Jerry Greenfield estime que la marque qu’il a fondée en 1978 avec Ben Cohen, rachetée par Unilever en 2000, n’a plus «la liberté de rester fidèle à ses valeurs», par «peur de contrarier ceux qui détiennent le pouvoir».

Ben & Jerry’s devra faire sans Jerry. Cofondateur en 1978 de la célèbre marque américaine de glaces, Jerry Greenfield démissionne après 47 ans de bons et loyaux services. «C’est l’une des décisions les plus difficiles et douloureuses de ma vie», a-t-il annoncé dans un communiqué relayé mercredi sur X par Ben Cohen, l’autre cofondateur de l’entreprise, rachetée en 2000 par le géant de l’alimentation et de l’hygiène Unilever.

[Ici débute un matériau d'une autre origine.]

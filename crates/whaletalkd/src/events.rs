//! Event ingestion - translating daemon lifecycle events into account
//! operations.
//!
//! One worker per account, alive for the account scope. Dropping the
//! subscription stream is what unsubscribes, so the worker simply exits
//! its loop on cancellation.

use std::sync::Arc;

use futures_util::StreamExt;
use tokio::task::JoinHandle;
use tracing::{debug, error, warn};

use whaletalk_core::{ContainerEvent, ContainerEventKind};
use whaletalk_docker::ContainerDaemon;

use crate::account::AccountSession;

/// Spawns the per-account event worker.
///
/// Daemon-connectivity failures degrade rather than crash: if the client
/// cannot be created or the subscription fails, the worker logs and exits,
/// leaving the account online but blind to containers.
pub fn spawn_event_worker(account: Arc<AccountSession>) -> JoinHandle<()> {
    tokio::spawn(async move {
        let Some(daemon) = account.daemon() else {
            return;
        };

        let mut events = match daemon.subscribe_events().await {
            Ok(stream) => stream,
            Err(err) => {
                error!(
                    account = %account.handle(),
                    error = %err,
                    "unable to subscribe to daemon events"
                );
                return;
            }
        };

        debug!(account = %account.handle(), "event listener starting");
        loop {
            tokio::select! {
                biased;

                _ = account.cancelled() => break,

                event = events.next() => {
                    match event {
                        Some(Ok(event)) => handle_event(&account, &daemon, event).await,
                        Some(Err(err)) => {
                            warn!(account = %account.handle(), error = %err, "daemon event stream error");
                            break;
                        }
                        None => {
                            debug!(account = %account.handle(), "daemon event stream ended");
                            break;
                        }
                    }
                }
            }
        }
        debug!(account = %account.handle(), "event listener stopped");
    })
}

/// Applies one lifecycle event. Metadata lookups that fail (the container
/// vanished between event and inspect) drop the event; they are never
/// fatal to the worker.
async fn handle_event(
    account: &Arc<AccountSession>,
    daemon: &Arc<dyn ContainerDaemon>,
    event: ContainerEvent,
) {
    debug!(
        account = %account.handle(),
        kind = %event.kind,
        container = %event.id.short(),
        "daemon event"
    );

    let meta = match daemon.inspect(&event.id).await {
        Ok(meta) => meta,
        Err(err) => {
            warn!(
                container = %event.id.short(),
                error = %err,
                "failed to inspect container, dropping event"
            );
            return;
        }
    };

    match event.kind {
        ContainerEventKind::Create => {
            account.register_container(meta);
        }
        ContainerEventKind::Start => account.container_started(&meta.name),
        ContainerEventKind::Die => account.container_died(&meta.name),
    }
}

Jerry Greenfield explique que c’est justement en raison de sa relation avec la maison mère qu’il part, «le cœur lourd». Depuis le 1er juillet, les marques de crèmes glacées d’Unilever (Ben & Jerry’s, mais aussi Magnum, Carte d’Or, Cornetto) ont une existence autonome sous l’appellation The Magnum Ice Cream Company (TMIC), qui doit entrer en Bourse mi-novembre. Unilever conserve 20% du capital de TMIC, qui seront cédés dans les cinq prochaines années.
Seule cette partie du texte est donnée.